WHAT TO WORK ON: When you reach the records below, repeat each one exactly as written.

━━━━━ ENTRIES PROVIDED ━━━━━

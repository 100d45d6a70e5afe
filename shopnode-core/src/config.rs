//! Node configuration.
//!
//! # Storage layout
//!
//! ```text
//! ~/indie_node_ipfs/
//!   config.yaml     (optional: absent means every field uses its default)
//! ```
//!
//! Every function has an `_at(home: &Path, …)` form; the no-arg wrappers
//! resolve `home` through `dirs::home_dir()`.

use std::path::{Path, PathBuf};

use serde::{Deserialize, Serialize};

use crate::error::{io_err, MetadataError};

/// Directory name of the per-user node root under `home`.
pub const NODE_ROOT_DIR: &str = "indie_node_ipfs";
pub const CONFIG_FILE: &str = "config.yaml";
pub const DEFAULT_API_ADDR: &str = "127.0.0.1:5001";

/// Constructor configuration for the node manager. Empty fields mean "use default".
#[derive(Debug, Clone, PartialEq, Eq, Default, Serialize, Deserialize)]
pub struct NodeConfig {
    #[serde(default, skip_serializing_if = "Option::is_none")]
    pub binary_path: Option<PathBuf>,

    #[serde(default, skip_serializing_if = "Option::is_none")]
    pub data_path: Option<PathBuf>,

    /// Extra gateways appended after the compiled-in defaults.
    #[serde(default, skip_serializing_if = "Vec::is_empty")]
    pub gateways: Vec<String>,

    /// `host:port` of the daemon HTTP API.
    #[serde(default, skip_serializing_if = "Option::is_none")]
    pub api_addr: Option<String>,
}

impl NodeConfig {
    pub fn api_addr(&self) -> &str {
        self.api_addr
            .as_deref()
            .filter(|addr| !addr.trim().is_empty())
            .unwrap_or(DEFAULT_API_ADDR)
    }

    /// `binary_path`, treating an empty path as unset.
    pub fn custom_binary(&self) -> Option<&Path> {
        self.binary_path
            .as_deref()
            .filter(|p| !p.as_os_str().is_empty())
    }

    /// `data_path`, treating an empty path as unset.
    pub fn custom_data(&self) -> Option<&Path> {
        self.data_path
            .as_deref()
            .filter(|p| !p.as_os_str().is_empty())
    }
}

/// `<home>/indie_node_ipfs`
pub fn node_root(home: &Path) -> PathBuf {
    home.join(NODE_ROOT_DIR)
}

/// `<home>/indie_node_ipfs/config.yaml`
pub fn config_path_at(home: &Path) -> PathBuf {
    node_root(home).join(CONFIG_FILE)
}

/// Load the node config; a missing file yields [`NodeConfig::default`].
pub fn load_at(home: &Path) -> Result<NodeConfig, MetadataError> {
    let path = config_path_at(home);
    if !path.exists() {
        return Ok(NodeConfig::default());
    }
    let contents = std::fs::read_to_string(&path).map_err(|e| io_err(&path, e))?;
    if contents.trim().is_empty() {
        return Ok(NodeConfig::default());
    }
    serde_yaml::from_str(&contents).map_err(|source| MetadataError::Config { path, source })
}

/// `load_at` convenience wrapper.
pub fn load() -> Result<NodeConfig, MetadataError> {
    load_at(&home()?)
}

/// Save the node config atomically (`.tmp` sibling, then rename).
pub fn save_at(home: &Path, config: &NodeConfig) -> Result<PathBuf, MetadataError> {
    let root = node_root(home);
    std::fs::create_dir_all(&root).map_err(|e| io_err(&root, e))?;
    let path = config_path_at(home);
    let tmp = path.with_file_name(format!("{CONFIG_FILE}.tmp"));

    let yaml = serde_yaml::to_string(config)?;
    std::fs::write(&tmp, yaml).map_err(|e| io_err(&tmp, e))?;
    if let Err(e) = std::fs::rename(&tmp, &path) {
        let _ = std::fs::remove_file(&tmp);
        return Err(io_err(&path, e));
    }
    Ok(path)
}

pub fn home() -> Result<PathBuf, MetadataError> {
    dirs::home_dir().ok_or(MetadataError::HomeNotFound)
}

#[cfg(test)]
mod tests {
    use super::*;
    use tempfile::TempDir;

    #[test]
    fn missing_config_is_default() {
        let home = TempDir::new().expect("home");
        let config = load_at(home.path()).expect("load");
        assert_eq!(config, NodeConfig::default());
        assert_eq!(config.api_addr(), DEFAULT_API_ADDR);
    }

    #[test]
    fn save_then_load_keeps_custom_fields() {
        let home = TempDir::new().expect("home");
        let config = NodeConfig {
            binary_path: Some(PathBuf::from("/opt/kubo/ipfs")),
            data_path: None,
            gateways: vec!["https://gw.example.org".into()],
            api_addr: Some("127.0.0.1:5002".into()),
        };
        let path = save_at(home.path(), &config).expect("save");
        assert!(path.ends_with("indie_node_ipfs/config.yaml"));
        assert!(!path.with_file_name("config.yaml.tmp").exists());

        let loaded = load_at(home.path()).expect("load");
        assert_eq!(loaded, config);
        assert_eq!(loaded.api_addr(), "127.0.0.1:5002");
    }

    #[test]
    fn empty_fields_mean_default() {
        let config = NodeConfig {
            binary_path: Some(PathBuf::new()),
            data_path: Some(PathBuf::new()),
            gateways: vec![],
            api_addr: Some("  ".into()),
        };
        assert!(config.custom_binary().is_none());
        assert!(config.custom_data().is_none());
        assert_eq!(config.api_addr(), DEFAULT_API_ADDR);
    }
}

━━━━━

SOLUTION TO THIS PROBLEM:
repository 100d45d6a70e5afe
filename shopnode-core/src/config.rs
//! Node configuration.
//!
//! # Storage layout
//!
//! ```text
//! ~/indie_node_ipfs/
//!   config.yaml     (optional: absent means every field uses its default)
//! ```
//!
//! Every function has an `_at(home: &Path, …)` form; the no-arg wrappers
//! resolve `home` through `dirs::home_dir()`.

use std::path::{Path, PathBuf};

use serde::{Deserialize, Serialize};

use crate::error::{io_err, MetadataError};

/// Directory name of the per-user node root under `home`.
pub const NODE_ROOT_DIR: &str = "indie_node_ipfs";
pub const CONFIG_FILE: &str = "config.yaml";
pub const DEFAULT_API_ADDR: &str = "127.0.0.1:5001";

/// Constructor configuration for the node manager. Empty fields mean "use default".
#[derive(Debug, Clone, PartialEq, Eq, Default, Serialize, Deserialize)]
pub struct NodeConfig {
    #[serde(default, skip_serializing_if = "Option::is_none")]
    pub binary_path: Option<PathBuf>,

    #[serde(default, skip_serializing_if = "Option::is_none")]
    pub data_path: Option<PathBuf>,

    /// Extra gateways appended after the compiled-in defaults.
    #[serde(default, skip_serializing_if = "Vec::is_empty")]
    pub gateways: Vec<String>,

    /// `host:port` of the daemon HTTP API.
    #[serde(default, skip_serializing_if = "Option::is_none")]
    pub api_addr: Option<String>,
}

impl NodeConfig {
    pub fn api_addr(&self) -> &str {
        self.api_addr
            .as_deref()
            .filter(|addr| !addr.trim().is_empty())
            .unwrap_or(DEFAULT_API_ADDR)
    }

    /// `binary_path`, treating an empty path as unset.
    pub fn custom_binary(&self) -> Option<&Path> {
        self.binary_path
            .as_deref()
            .filter(|p| !p.as_os_str().is_empty())
    }

    /// `data_path`, treating an empty path as unset.
    pub fn custom_data(&self) -> Option<&Path> {
        self.data_path
            .as_deref()
            .filter(|p| !p.as_os_str().is_empty())
    }
}

/// `<home>/indie_node_ipfs`
pub fn node_root(home: &Path) -> PathBuf {
    home.join(NODE_ROOT_DIR)
}

/// `<home>/indie_node_ipfs/config.yaml`
pub fn config_path_at(home: &Path) -> PathBuf {
    node_root(home).join(CONFIG_FILE)
}

/// Load the node config; a missing file yields [`NodeConfig::default`].
pub fn load_at(home: &Path) -> Result<NodeConfig, MetadataError> {
    let path = config_path_at(home);
    if !path.exists() {
        return Ok(NodeConfig::default());
    }
    let contents = std::fs::read_to_string(&path).map_err(|e| io_err(&path, e))?;
    if contents.trim().is_empty() {
        return Ok(NodeConfig::default());
    }
    serde_yaml::from_str(&contents).map_err(|source| MetadataError::Config { path, source })
}

/// `load_at` convenience wrapper.
pub fn load() -> Result<NodeConfig, MetadataError> {
    load_at(&home()?)
}

/// Save the node config atomically (`.tmp` sibling, then rename).
pub fn save_at(home: &Path, config: &NodeConfig) -> Result<PathBuf, MetadataError> {
    let root = node_root(home);
    std::fs::create_dir_all(&root).map_err(|e| io_err(&root, e))?;
    let path = config_path_at(home);
    let tmp = path.with_file_name(format!("{CONFIG_FILE}.tmp"));

    let yaml = serde_yaml::to_string(config)?;
    std::fs::write(&tmp, yaml).map_err(|e| io_err(&tmp, e))?;
    if let Err(e) = std::fs::rename(&tmp, &path) {
        let _ = std::fs::remove_file(&tmp);
        return Err(io_err(&path, e));
    }
    Ok(path)
}

pub fn home() -> Result<PathBuf, MetadataError> {
    dirs::home_dir().ok_or(MetadataError::HomeNotFound)
}

#[cfg(test)]
mod tests {
    use super::*;
    use tempfile::TempDir;

    #[test]
    fn missing_config_is_default() {
        let home = TempDir::new().expect("home");
        let config = load_at(home.path()).expect("load");
        assert_eq!(config, NodeConfig::default());
        assert_eq!(config.api_addr(), DEFAULT_API_ADDR);
    }

    #[test]
    fn save_then_load_keeps_custom_fields() {
        let home = TempDir::new().expect("home");
        let config = NodeConfig {
            binary_path: Some(PathBuf::from("/opt/kubo/ipfs")),
            data_path: None,
            gateways: vec!["https://gw.example.org".into()],
            api_addr: Some("127.0.0.1:5002".into()),
        };
        let path = save_at(home.path(), &config).expect("save");
        assert!(path.ends_with("indie_node_ipfs/config.yaml"));
        assert!(!path.with_file_name("config.yaml.tmp").exists());

        let loaded = load_at(home.path()).expect("load");
        assert_eq!(loaded, config);
        assert_eq!(loaded.api_addr(), "127.0.0.1:5002");
    }

    #[test]
    fn empty_fields_mean_default() {
        let config = NodeConfig {
            binary_path: Some(PathBuf::new()),
            data_path: Some(PathBuf::new()),
            gateways: vec![],
            api_addr: Some("  ".into()),
        };
        assert!(config.custom_binary().is_none());
        assert!(config.custom_data().is_none());
        assert_eq!(config.api_addr(), DEFAULT_API_ADDR);
    }
}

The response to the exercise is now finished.